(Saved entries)
---
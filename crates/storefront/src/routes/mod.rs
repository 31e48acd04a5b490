//! HTTP route handlers for the storefront API.
//!
//! # Route Structure
//!
//! ```text
//! # Auth (rate limited)
//! POST /api/auth/register            - Create an account, returns {token, user}
//! POST /api/auth/login               - Password sign-in
//! GET  /api/auth/google              - Redirect to Google consent
//! GET  /api/auth/google/callback     - Finish Google sign-in, redirect to frontend
//! GET  /api/auth/me                  - Current user
//! POST /api/auth/refresh             - Fresh token
//!
//! # Catalog
//! GET  /api/products                 - Filtered product listing
//! GET  /api/products/{id_or_slug}    - Product detail
//! GET  /api/categories               - Category list (cached)
//!
//! # Cart & wishlist (requires auth)
//! GET|POST|DELETE /api/cart
//! PUT|DELETE      /api/cart/{item_id}
//! GET|POST        /api/wishlist
//! DELETE          /api/wishlist/{product_id}
//!
//! # Orders (requires auth)
//! GET|POST /api/orders
//! GET      /api/orders/{id}
//! POST     /api/orders/{id}/cancel
//!
//! # Guest checkout (rate limited)
//! POST /api/guest/order
//! POST /api/guest/track
//! POST /api/guest/payment/{order_id}
//!
//! # Payments
//! POST /api/payments/create/{order_id}
//! GET  /api/payments/status/{order_id}
//! POST /api/payments/notification    - Processor webhook (signature checked)
//! POST /api/payments/simulate/{order_id}
//! GET  /api/payments/config
//!
//! # Account (requires auth)
//! GET|PUT     /api/users/profile
//! GET|POST    /api/users/addresses
//! PUT|DELETE  /api/users/addresses/{id}
//! POST        /api/users/reviews
//!
//! # Admin (requires admin role)
//! GET  /api/admin/dashboard
//! ...  /api/admin/{products,variants,categories,orders,users}
//! ```

pub mod admin;
pub mod auth;
pub mod cart;
pub mod categories;
pub mod guest;
pub mod oauth;
pub mod orders;
pub mod payments;
pub mod products;
pub mod users;
pub mod wishlist;

use axum::{
    Router,
    routing::{get, post, put},
};
use serde::{Deserialize, Serialize};

use crate::db::Page;
use crate::middleware::{api_rate_limiter, auth_rate_limiter, create_session_layer};
use crate::state::AppState;

/// `?page=&limit=` query parameters shared by paginated listings.
#[derive(Debug, Default, Deserialize)]
pub struct PageQuery {
    pub page: Option<i64>,
    pub limit: Option<i64>,
}

impl PageQuery {
    #[must_use]
    pub fn page(&self, default_limit: i64) -> Page {
        Page::new(self.page, self.limit, default_limit)
    }
}

/// A page of results plus the counters the frontend paginates with.
#[derive(Debug, Serialize)]
pub struct Paginated<T> {
    #[serde(flatten)]
    pub items: T,
    pub total: i64,
    pub page: i64,
    pub limit: i64,
    pub pages: i64,
}

impl<T> Paginated<T> {
    pub const fn new(items: T, total: i64, page: Page) -> Self {
        Self {
            items,
            total,
            page: page.page,
            limit: page.limit,
            pages: page.pages_for(total),
        }
    }
}

/// Create the password auth routes router.
pub fn auth_routes() -> Router<AppState> {
    Router::new()
        .route("/register", post(auth::register))
        .route("/login", post(auth::login))
        .layer(auth_rate_limiter())
        .route("/me", get(auth::me))
        .route("/refresh", post(auth::refresh))
}

/// Create the Google sign-in routes router.
///
/// The only routes that need a server-side session (for the OAuth `state`).
pub fn oauth_routes(state: &AppState) -> Router<AppState> {
    Router::new()
        .route("/", get(oauth::start))
        .route("/callback", get(oauth::callback))
        .layer(create_session_layer(state.pool(), state.config()))
        .layer(auth_rate_limiter())
}

/// Create the catalog routes router.
pub fn catalog_routes() -> Router<AppState> {
    Router::new()
        .route("/products", get(products::index))
        .route("/products/{id_or_slug}", get(products::show))
        .route("/categories", get(categories::index))
}

/// Create the cart routes router.
pub fn cart_routes() -> Router<AppState> {
    Router::new()
        .route("/", get(cart::show).post(cart::add).delete(cart::clear))
        .route("/{item_id}", put(cart::update).delete(cart::remove))
}

/// Create the wishlist routes router.
pub fn wishlist_routes() -> Router<AppState> {
    Router::new()
        .route("/", get(wishlist::show).post(wishlist::add))
        .route("/{product_id}", axum::routing::delete(wishlist::remove))
}

/// Create the order routes router.
pub fn order_routes() -> Router<AppState> {
    Router::new()
        .route("/", get(orders::index).post(orders::create))
        .route("/{id}", get(orders::show))
        .route("/{id}/cancel", post(orders::cancel))
}

/// Create the guest checkout routes router.
pub fn guest_routes() -> Router<AppState> {
    Router::new()
        .route("/order", post(guest::create_order))
        .route("/track", post(guest::track))
        .route("/payment/{order_id}", post(guest::create_payment))
        .layer(api_rate_limiter())
}

/// Create the payment routes router.
pub fn payment_routes() -> Router<AppState> {
    Router::new()
        .route("/create/{order_id}", post(payments::create))
        .route("/status/{order_id}", get(payments::status))
        .route("/notification", post(payments::notification))
        .route("/simulate/{order_id}", post(payments::simulate))
        .route("/config", get(payments::config))
}

/// Create the account routes router.
pub fn user_routes() -> Router<AppState> {
    Router::new()
        .route("/profile", get(users::profile).put(users::update_profile))
        .route(
            "/addresses",
            get(users::addresses).post(users::create_address),
        )
        .route(
            "/addresses/{id}",
            put(users::update_address).delete(users::delete_address),
        )
        .route("/reviews", post(users::create_review))
}

/// Create all `/api` routes.
pub fn api_routes(state: &AppState) -> Router<AppState> {
    let api = Router::new()
        .nest("/auth/google", oauth_routes(state))
        .nest("/auth", auth_routes())
        .merge(catalog_routes())
        .nest("/cart", cart_routes())
        .nest("/wishlist", wishlist_routes())
        .nest("/orders", order_routes())
        .nest("/guest", guest_routes())
        .nest("/payments", payment_routes())
        .nest("/users", user_routes())
        .nest("/admin", admin::routes());

    Router::new().nest("/api", api)
}

#[cfg(test)]
#[allow(clippy::unwrap_used)]
mod tests {
    use super::*;

    #[test]
    fn test_paginated_flattens_items() {
        #[derive(Serialize)]
        struct Items {
            orders: Vec<u32>,
        }

        let page = Page::new(Some(2), Some(10), 10);
        let body = serde_json::to_value(Paginated::new(Items { orders: vec![1, 2] }, 25, page))
            .unwrap();

        assert_eq!(body["orders"], serde_json::json!([1, 2]));
        assert_eq!(body["total"], 25);
        assert_eq!(body["page"], 2);
        assert_eq!(body["limit"], 10);
        assert_eq!(body["pages"], 3);
    }
}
---
> WHAT TO PRODUCE:
Look through the data above. Find each line with the string "index" and copy it.

> ANSWER TO THIS EXERCISE:
        .route("/products", get(products::index))
        .route("/categories", get(categories::index))
        .route("/", get(orders::index).post(orders::create))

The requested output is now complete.